Excerpts from a dataset:
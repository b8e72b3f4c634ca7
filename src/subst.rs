//! Capture-avoiding replacement of symbols by terms.
//!
//! Binder symbols are unique across the whole program, so no α-renaming
//! is performed here; a binder merely masks its own symbol from the
//! substitution while its body is traversed.

use crate::{RTerm, Symbol, Term};
use fnv::FnvHashMap;

/// Replace every free occurrence of `from` by `to`.
pub fn replace_one(tm: &RTerm, from: Symbol, to: &RTerm) -> RTerm {
    let mut map = FnvHashMap::default();
    map.insert(from, to.clone());
    replace_many(tm, &map)
}

/// Replace every free occurrence of each symbol in `map` by its image.
pub fn replace_many(tm: &RTerm, map: &FnvHashMap<Symbol, RTerm>) -> RTerm {
    if map.is_empty() {
        return tm.clone();
    }
    replace(tm, map, &mut Vec::new())
}

fn replace(tm: &RTerm, map: &FnvHashMap<Symbol, RTerm>, mask: &mut Vec<Symbol>) -> RTerm {
    match &**tm {
        Term::Symb(s) => match map.get(s) {
            Some(to) if !mask.contains(s) => to.clone(),
            _ => tm.clone(),
        },
        Term::Appl(head, args) => {
            let head2 = replace(head, map, mask);
            let args2: Vec<_> = args.iter().map(|a| replace(a, map, mask)).collect();
            if head.ptr_eq(&head2) && args.iter().zip(&args2).all(|(a, a2)| a.ptr_eq(a2)) {
                tm.clone()
            } else {
                Term::Appl(head2, args2).into()
            }
        }
        Term::Abst(x, body) => {
            mask.push(*x);
            let body2 = replace(body, map, mask);
            mask.pop();
            if body.ptr_eq(&body2) {
                tm.clone()
            } else {
                Term::Abst(*x, body2).into()
            }
        }
        Term::Prod(arg, a, b) => {
            let a2 = replace(a, map, mask);
            if let Some(x) = arg {
                mask.push(*x);
            }
            let b2 = replace(b, map, mask);
            if arg.is_some() {
                mask.pop();
            }
            if a.ptr_eq(&a2) && b.ptr_eq(&b2) {
                tm.clone()
            } else {
                Term::Prod(*arg, a2, b2).into()
            }
        }
        Term::Type(l) => {
            let l2 = replace(l, map, mask);
            if l.ptr_eq(&l2) {
                tm.clone()
            } else {
                Term::Type(l2).into()
            }
        }
        Term::Succ(l) => {
            let l2 = replace(l, map, mask);
            if l.ptr_eq(&l2) {
                tm.clone()
            } else {
                Term::Succ(l2).into()
            }
        }
        Term::Max(a, b) => {
            let a2 = replace(a, map, mask);
            let b2 = replace(b, map, mask);
            if a.ptr_eq(&a2) && b.ptr_eq(&b2) {
                tm.clone()
            } else {
                Term::Max(a2, b2).into()
            }
        }
        Term::Level | Term::Lvl(_) | Term::Pat(_) | Term::Hole => tm.clone(),
    }
}

#[cfg(test)]
mod tests {
    use super::*;

    fn s(i: usize) -> Symbol {
        Symbol::new(i)
    }

    #[test]
    fn replaces_free_occurrences() {
        let x = s(0);
        let c = s(1);
        let tm = RTerm::symb(x).apply(vec![RTerm::symb(x)]);
        let out = replace_one(&tm, x, &RTerm::symb(c));
        let expected = RTerm::symb(c).apply(vec![RTerm::symb(c)]);
        assert_eq!(out, expected);
    }

    #[test]
    fn binder_masks_its_symbol() {
        let x = s(0);
        let c = s(1);
        // \x x(x) with the binder symbol also in the substitution
        let tm: RTerm = Term::Abst(x, RTerm::symb(x).apply(vec![RTerm::symb(x)])).into();
        let out = replace_one(&tm, x, &RTerm::symb(c));
        assert_eq!(out, tm);
    }

    #[test]
    fn dependent_product_masks_only_output() {
        let x = s(0);
        let c = s(1);
        // (x: x) -> x: the occurrence in the input is free
        let tm: RTerm = Term::Prod(Some(x), RTerm::symb(x), RTerm::symb(x)).into();
        let out = replace_one(&tm, x, &RTerm::symb(c));
        let expected: RTerm = Term::Prod(Some(x), RTerm::symb(c), RTerm::symb(x)).into();
        assert_eq!(out, expected);
    }

    #[test]
    fn sharing_is_preserved_without_change() {
        let x = s(0);
        let c = s(1);
        let tm: RTerm = Term::Abst(x, RTerm::symb(x)).into();
        let out = replace_one(&tm, c, &RTerm::lvl(0));
        assert!(tm.ptr_eq(&out));
    }
}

§ Instructions to follow
Each entry shown above must be retyped word for word.

§ Answer section
repository b8e72b3f4c634ca7
filename src/subst.rs
//! Capture-avoiding replacement of symbols by terms.
//!
//! Binder symbols are unique across the whole program, so no α-renaming
//! is performed here; a binder merely masks its own symbol from the
//! substitution while its body is traversed.

use crate::{RTerm, Symbol, Term};
use fnv::FnvHashMap;

/// Replace every free occurrence of `from` by `to`.
pub fn replace_one(tm: &RTerm, from: Symbol, to: &RTerm) -> RTerm {
    let mut map = FnvHashMap::default();
    map.insert(from, to.clone());
    replace_many(tm, &map)
}

/// Replace every free occurrence of each symbol in `map` by its image.
pub fn replace_many(tm: &RTerm, map: &FnvHashMap<Symbol, RTerm>) -> RTerm {
    if map.is_empty() {
        return tm.clone();
    }
    replace(tm, map, &mut Vec::new())
}

fn replace(tm: &RTerm, map: &FnvHashMap<Symbol, RTerm>, mask: &mut Vec<Symbol>) -> RTerm {
    match &**tm {
        Term::Symb(s) => match map.get(s) {
            Some(to) if !mask.contains(s) => to.clone(),
            _ => tm.clone(),
        },
        Term::Appl(head, args) => {
            let head2 = replace(head, map, mask);
            let args2: Vec<_> = args.iter().map(|a| replace(a, map, mask)).collect();
            if head.ptr_eq(&head2) && args.iter().zip(&args2).all(|(a, a2)| a.ptr_eq(a2)) {
                tm.clone()
            } else {
                Term::Appl(head2, args2).into()
            }
        }
        Term::Abst(x, body) => {
            mask.push(*x);
            let body2 = replace(body, map, mask);
            mask.pop();
            if body.ptr_eq(&body2) {
                tm.clone()
            } else {
                Term::Abst(*x, body2).into()
            }
        }
        Term::Prod(arg, a, b) => {
            let a2 = replace(a, map, mask);
            if let Some(x) = arg {
                mask.push(*x);
            }
            let b2 = replace(b, map, mask);
            if arg.is_some() {
                mask.pop();
            }
            if a.ptr_eq(&a2) && b.ptr_eq(&b2) {
                tm.clone()
            } else {
                Term::Prod(*arg, a2, b2).into()
            }
        }
        Term::Type(l) => {
            let l2 = replace(l, map, mask);
            if l.ptr_eq(&l2) {
                tm.clone()
            } else {
                Term::Type(l2).into()
            }
        }
        Term::Succ(l) => {
            let l2 = replace(l, map, mask);
            if l.ptr_eq(&l2) {
                tm.clone()
            } else {
                Term::Succ(l2).into()
            }
        }
        Term::Max(a, b) => {
            let a2 = replace(a, map, mask);
            let b2 = replace(b, map, mask);
            if a.ptr_eq(&a2) && b.ptr_eq(&b2) {
                tm.clone()
            } else {
                Term::Max(a2, b2).into()
            }
        }
        Term::Level | Term::Lvl(_) | Term::Pat(_) | Term::Hole => tm.clone(),
    }
}

#[cfg(test)]
mod tests {
    use super::*;

    fn s(i: usize) -> Symbol {
        Symbol::new(i)
    }

    #[test]
    fn replaces_free_occurrences() {
        let x = s(0);
        let c = s(1);
        let tm = RTerm::symb(x).apply(vec![RTerm::symb(x)]);
        let out = replace_one(&tm, x, &RTerm::symb(c));
        let expected = RTerm::symb(c).apply(vec![RTerm::symb(c)]);
        assert_eq!(out, expected);
    }

    #[test]
    fn binder_masks_its_symbol() {
        let x = s(0);
        let c = s(1);
        // \x x(x) with the binder symbol also in the substitution
        let tm: RTerm = Term::Abst(x, RTerm::symb(x).apply(vec![RTerm::symb(x)])).into();
        let out = replace_one(&tm, x, &RTerm::symb(c));
        assert_eq!(out, tm);
    }

    #[test]
    fn dependent_product_masks_only_output() {
        let x = s(0);
        let c = s(1);
        // (x: x) -> x: the occurrence in the input is free
        let tm: RTerm = Term::Prod(Some(x), RTerm::symb(x), RTerm::symb(x)).into();
        let out = replace_one(&tm, x, &RTerm::symb(c));
        let expected: RTerm = Term::Prod(Some(x), RTerm::symb(c), RTerm::symb(x)).into();
        assert_eq!(out, expected);
    }

    #[test]
    fn sharing_is_preserved_without_change() {
        let x = s(0);
        let c = s(1);
        let tm: RTerm = Term::Abst(x, RTerm::symb(x)).into();
        let out = replace_one(&tm, c, &RTerm::lvl(0));
        assert!(tm.ptr_eq(&out));
    }
}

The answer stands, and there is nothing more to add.